▶ _Task requirements_
Among the entries below, only the lines starting at the one with "the forward table." and ending at the one with "let mut index", both included, are to be printed exactly.

.....

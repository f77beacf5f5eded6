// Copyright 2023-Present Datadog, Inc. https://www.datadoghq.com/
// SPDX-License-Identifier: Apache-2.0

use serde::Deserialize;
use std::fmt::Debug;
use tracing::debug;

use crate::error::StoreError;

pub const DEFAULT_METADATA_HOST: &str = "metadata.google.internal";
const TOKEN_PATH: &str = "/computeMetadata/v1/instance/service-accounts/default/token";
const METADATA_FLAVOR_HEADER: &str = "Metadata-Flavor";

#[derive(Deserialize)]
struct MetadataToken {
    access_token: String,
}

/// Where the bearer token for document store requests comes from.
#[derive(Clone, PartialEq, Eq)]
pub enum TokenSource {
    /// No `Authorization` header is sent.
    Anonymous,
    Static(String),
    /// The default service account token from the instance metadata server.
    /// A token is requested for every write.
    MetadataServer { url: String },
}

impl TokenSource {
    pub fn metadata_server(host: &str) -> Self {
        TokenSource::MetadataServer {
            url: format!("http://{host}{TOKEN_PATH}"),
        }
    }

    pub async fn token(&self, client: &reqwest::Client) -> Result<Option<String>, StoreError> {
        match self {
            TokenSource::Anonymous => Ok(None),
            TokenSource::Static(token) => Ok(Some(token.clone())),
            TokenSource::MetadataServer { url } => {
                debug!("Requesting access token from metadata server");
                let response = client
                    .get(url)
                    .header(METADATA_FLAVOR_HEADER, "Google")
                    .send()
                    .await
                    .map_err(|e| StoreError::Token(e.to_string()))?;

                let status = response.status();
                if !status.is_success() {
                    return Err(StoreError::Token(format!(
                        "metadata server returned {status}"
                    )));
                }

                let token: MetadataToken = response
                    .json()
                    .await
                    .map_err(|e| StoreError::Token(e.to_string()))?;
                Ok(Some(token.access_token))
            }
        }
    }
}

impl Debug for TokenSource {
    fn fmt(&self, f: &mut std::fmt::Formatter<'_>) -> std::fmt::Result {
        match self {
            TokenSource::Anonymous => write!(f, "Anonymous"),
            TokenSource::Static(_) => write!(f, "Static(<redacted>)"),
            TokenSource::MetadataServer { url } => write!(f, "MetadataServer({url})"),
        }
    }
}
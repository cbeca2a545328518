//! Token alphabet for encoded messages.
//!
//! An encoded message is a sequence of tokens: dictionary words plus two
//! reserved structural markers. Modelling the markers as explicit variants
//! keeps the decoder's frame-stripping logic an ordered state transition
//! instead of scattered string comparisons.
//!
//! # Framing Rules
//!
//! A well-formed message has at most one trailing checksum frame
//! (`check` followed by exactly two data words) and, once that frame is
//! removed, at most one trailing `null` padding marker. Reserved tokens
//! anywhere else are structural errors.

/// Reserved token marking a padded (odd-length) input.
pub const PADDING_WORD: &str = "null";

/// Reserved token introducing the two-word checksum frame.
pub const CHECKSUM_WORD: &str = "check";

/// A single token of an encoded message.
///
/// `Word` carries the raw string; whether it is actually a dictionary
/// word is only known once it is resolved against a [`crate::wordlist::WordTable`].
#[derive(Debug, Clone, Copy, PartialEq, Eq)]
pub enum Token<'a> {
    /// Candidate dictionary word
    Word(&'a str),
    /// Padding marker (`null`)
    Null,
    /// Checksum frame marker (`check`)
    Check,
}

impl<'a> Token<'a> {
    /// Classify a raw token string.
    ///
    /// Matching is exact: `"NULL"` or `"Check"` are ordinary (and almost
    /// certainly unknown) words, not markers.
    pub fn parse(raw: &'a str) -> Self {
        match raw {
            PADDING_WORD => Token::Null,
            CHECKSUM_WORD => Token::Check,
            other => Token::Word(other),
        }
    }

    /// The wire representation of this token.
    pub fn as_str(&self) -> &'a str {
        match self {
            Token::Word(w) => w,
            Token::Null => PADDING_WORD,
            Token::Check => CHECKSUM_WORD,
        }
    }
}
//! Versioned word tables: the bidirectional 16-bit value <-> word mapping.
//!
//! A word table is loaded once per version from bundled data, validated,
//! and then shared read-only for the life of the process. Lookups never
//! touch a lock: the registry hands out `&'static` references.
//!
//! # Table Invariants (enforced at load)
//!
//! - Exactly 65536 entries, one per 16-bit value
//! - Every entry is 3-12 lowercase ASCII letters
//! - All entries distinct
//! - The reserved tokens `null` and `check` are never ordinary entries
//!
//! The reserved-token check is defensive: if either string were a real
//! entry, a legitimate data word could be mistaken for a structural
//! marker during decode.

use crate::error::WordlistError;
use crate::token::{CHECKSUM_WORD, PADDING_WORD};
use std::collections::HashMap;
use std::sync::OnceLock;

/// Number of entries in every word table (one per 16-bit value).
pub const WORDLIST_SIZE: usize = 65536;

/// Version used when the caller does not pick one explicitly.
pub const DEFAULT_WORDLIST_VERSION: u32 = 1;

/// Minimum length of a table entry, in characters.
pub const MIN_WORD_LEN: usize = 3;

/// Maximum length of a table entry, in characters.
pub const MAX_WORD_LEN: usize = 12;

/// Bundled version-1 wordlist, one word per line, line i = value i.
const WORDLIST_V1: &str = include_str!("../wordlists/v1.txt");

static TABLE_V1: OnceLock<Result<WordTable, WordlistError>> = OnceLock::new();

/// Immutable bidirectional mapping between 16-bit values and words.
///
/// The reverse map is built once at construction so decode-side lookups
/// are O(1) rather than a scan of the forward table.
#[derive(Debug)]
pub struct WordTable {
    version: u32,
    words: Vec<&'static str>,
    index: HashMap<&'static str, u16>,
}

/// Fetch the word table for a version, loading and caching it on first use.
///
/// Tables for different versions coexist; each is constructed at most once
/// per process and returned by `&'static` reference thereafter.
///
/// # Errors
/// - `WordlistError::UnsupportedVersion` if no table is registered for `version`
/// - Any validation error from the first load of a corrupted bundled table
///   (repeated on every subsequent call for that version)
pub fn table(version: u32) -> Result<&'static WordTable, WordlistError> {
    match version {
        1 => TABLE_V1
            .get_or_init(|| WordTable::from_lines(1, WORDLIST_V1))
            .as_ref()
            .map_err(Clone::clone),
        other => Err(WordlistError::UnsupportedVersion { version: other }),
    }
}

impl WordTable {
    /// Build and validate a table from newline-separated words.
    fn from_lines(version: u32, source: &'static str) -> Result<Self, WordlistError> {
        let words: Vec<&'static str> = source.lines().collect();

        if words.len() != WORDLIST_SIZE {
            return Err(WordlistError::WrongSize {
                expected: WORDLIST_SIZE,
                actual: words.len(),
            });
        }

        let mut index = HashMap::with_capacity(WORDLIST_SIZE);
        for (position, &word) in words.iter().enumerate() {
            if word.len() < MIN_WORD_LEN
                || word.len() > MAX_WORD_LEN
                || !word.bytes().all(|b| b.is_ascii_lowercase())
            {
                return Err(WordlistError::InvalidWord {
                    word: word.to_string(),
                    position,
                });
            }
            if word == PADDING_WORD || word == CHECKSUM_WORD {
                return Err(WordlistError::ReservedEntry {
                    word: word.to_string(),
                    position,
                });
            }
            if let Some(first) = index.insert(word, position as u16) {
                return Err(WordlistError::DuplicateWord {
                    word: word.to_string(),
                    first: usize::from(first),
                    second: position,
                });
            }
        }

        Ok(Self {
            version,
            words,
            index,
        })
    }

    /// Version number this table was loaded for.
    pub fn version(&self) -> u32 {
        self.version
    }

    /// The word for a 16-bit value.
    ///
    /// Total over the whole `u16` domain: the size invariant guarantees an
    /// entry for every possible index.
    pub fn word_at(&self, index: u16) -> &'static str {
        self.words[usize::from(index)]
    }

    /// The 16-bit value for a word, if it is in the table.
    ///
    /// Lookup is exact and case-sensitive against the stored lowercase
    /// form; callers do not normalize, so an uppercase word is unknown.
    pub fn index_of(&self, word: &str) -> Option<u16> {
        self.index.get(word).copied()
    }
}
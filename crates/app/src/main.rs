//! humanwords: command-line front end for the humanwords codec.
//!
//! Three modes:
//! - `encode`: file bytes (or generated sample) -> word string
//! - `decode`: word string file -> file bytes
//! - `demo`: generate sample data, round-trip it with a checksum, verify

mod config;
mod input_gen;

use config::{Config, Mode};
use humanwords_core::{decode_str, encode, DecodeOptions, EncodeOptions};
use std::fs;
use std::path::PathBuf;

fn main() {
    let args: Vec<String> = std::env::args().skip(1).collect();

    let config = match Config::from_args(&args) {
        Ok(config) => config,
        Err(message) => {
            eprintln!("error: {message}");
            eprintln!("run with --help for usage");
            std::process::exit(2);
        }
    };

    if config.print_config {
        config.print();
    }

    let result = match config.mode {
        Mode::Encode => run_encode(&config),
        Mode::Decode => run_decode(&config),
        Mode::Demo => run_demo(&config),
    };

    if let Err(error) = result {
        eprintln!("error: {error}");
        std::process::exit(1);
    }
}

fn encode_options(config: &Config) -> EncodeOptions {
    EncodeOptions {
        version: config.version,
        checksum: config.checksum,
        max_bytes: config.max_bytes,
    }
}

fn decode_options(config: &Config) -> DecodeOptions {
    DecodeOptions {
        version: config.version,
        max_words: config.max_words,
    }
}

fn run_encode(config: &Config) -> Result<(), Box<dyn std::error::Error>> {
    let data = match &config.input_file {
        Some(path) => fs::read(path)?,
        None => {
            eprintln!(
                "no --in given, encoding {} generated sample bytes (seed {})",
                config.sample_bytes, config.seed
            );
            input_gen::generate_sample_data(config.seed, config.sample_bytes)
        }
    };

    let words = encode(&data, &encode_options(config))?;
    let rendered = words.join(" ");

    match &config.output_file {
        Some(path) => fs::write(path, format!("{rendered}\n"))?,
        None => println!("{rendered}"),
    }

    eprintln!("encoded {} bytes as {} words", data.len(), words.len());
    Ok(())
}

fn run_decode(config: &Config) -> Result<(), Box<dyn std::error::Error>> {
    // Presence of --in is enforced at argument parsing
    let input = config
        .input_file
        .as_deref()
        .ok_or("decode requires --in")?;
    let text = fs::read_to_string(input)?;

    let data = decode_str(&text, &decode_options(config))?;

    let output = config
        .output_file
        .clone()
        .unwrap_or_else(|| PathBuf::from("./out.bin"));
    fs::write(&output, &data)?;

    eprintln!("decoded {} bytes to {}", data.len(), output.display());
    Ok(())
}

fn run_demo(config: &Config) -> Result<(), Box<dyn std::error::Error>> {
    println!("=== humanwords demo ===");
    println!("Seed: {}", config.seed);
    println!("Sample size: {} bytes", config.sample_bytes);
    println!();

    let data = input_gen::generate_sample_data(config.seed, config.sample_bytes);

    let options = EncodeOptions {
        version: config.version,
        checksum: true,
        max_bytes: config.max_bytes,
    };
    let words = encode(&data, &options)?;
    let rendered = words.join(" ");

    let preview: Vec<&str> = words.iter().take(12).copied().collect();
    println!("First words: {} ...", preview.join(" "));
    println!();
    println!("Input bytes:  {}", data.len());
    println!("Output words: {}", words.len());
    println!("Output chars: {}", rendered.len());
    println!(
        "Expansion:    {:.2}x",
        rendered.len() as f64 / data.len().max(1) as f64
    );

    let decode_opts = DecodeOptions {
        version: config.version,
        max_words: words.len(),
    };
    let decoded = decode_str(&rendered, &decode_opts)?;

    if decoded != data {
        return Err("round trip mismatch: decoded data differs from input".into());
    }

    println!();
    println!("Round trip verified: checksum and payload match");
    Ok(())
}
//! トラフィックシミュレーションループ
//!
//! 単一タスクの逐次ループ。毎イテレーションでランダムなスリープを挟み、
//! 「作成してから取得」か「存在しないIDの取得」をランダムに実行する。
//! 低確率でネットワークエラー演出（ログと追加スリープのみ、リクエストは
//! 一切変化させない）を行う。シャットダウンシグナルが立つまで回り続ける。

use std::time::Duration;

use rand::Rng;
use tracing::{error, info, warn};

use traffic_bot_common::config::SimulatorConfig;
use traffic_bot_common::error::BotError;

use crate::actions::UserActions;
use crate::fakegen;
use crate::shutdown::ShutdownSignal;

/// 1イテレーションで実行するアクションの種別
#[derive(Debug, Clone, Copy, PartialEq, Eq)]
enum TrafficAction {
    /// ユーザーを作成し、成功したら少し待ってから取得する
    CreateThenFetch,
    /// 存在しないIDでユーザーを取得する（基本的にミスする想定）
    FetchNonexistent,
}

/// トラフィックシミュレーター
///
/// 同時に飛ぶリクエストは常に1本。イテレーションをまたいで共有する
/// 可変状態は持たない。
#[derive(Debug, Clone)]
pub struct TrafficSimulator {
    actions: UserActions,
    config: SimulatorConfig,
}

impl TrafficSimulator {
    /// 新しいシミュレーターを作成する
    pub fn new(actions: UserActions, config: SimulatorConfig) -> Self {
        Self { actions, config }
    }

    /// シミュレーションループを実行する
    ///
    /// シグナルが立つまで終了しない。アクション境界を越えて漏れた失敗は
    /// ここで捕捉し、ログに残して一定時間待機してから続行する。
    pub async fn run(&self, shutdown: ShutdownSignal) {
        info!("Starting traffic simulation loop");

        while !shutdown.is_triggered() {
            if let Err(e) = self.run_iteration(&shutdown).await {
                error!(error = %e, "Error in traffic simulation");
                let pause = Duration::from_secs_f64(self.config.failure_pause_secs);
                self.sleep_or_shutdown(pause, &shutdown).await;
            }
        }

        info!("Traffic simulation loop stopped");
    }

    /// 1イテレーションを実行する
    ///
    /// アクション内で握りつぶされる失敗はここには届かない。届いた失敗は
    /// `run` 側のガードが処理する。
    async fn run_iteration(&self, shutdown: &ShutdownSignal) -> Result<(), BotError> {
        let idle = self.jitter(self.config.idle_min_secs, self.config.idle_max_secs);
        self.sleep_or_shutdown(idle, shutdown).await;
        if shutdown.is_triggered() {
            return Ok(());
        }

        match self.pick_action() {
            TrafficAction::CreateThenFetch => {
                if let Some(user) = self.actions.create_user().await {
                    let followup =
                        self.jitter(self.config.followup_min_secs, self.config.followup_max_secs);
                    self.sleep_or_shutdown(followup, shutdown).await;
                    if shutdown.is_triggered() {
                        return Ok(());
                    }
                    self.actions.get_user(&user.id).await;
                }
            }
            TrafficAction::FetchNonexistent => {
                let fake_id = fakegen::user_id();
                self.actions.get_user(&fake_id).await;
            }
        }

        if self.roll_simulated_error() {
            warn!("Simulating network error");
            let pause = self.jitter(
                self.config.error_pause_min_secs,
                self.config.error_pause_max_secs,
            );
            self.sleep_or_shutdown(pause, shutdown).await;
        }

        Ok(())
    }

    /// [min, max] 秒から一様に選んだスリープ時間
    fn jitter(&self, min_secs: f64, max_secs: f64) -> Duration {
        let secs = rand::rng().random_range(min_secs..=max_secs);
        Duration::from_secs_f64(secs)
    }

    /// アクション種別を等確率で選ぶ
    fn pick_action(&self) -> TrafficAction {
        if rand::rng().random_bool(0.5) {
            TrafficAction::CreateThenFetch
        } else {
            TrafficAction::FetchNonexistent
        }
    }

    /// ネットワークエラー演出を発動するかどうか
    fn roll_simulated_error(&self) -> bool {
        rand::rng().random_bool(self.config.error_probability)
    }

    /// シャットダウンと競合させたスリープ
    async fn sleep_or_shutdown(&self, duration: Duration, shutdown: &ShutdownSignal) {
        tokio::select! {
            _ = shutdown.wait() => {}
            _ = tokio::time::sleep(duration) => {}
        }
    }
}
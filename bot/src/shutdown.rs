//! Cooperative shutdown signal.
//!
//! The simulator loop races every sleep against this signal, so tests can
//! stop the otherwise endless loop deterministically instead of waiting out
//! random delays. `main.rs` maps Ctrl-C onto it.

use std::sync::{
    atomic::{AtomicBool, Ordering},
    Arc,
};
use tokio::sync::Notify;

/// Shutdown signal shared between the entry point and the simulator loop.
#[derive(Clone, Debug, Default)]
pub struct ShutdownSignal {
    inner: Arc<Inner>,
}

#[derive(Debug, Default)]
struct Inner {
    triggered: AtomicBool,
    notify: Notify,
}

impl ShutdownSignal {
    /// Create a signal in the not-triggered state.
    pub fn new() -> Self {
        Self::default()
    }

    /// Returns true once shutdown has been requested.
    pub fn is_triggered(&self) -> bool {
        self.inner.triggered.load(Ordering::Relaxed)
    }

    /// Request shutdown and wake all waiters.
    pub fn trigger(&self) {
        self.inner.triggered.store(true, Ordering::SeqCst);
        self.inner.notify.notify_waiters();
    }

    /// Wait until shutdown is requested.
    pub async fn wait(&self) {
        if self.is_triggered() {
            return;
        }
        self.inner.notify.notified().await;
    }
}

.....

▶ _Output_
/// are O(1) rather than a scan of the forward table.
#[derive(Debug)]
pub struct WordTable {
    version: u32,
    words: Vec<&'static str>,
    index: HashMap<&'static str, u16>,
}

/// Fetch the word table for a version, loading and caching it on first use.
///
/// Tables for different versions coexist; each is constructed at most once
/// per process and returned by `&'static` reference thereafter.
///
/// # Errors
/// - `WordlistError::UnsupportedVersion` if no table is registered for `version`
/// - Any validation error from the first load of a corrupted bundled table
///   (repeated on every subsequent call for that version)
pub fn table(version: u32) -> Result<&'static WordTable, WordlistError> {
    match version {
        1 => TABLE_V1
            .get_or_init(|| WordTable::from_lines(1, WORDLIST_V1))
            .as_ref()
            .map_err(Clone::clone),
        other => Err(WordlistError::UnsupportedVersion { version: other }),
    }
}

impl WordTable {
    /// Build and validate a table from newline-separated words.
    fn from_lines(version: u32, source: &'static str) -> Result<Self, WordlistError> {
        let words: Vec<&'static str> = source.lines().collect();

        if words.len() != WORDLIST_SIZE {
            return Err(WordlistError::WrongSize {
                expected: WORDLIST_SIZE,
                actual: words.len(),
            });
        }

        let mut index = HashMap::with_capacity(WORDLIST_SIZE);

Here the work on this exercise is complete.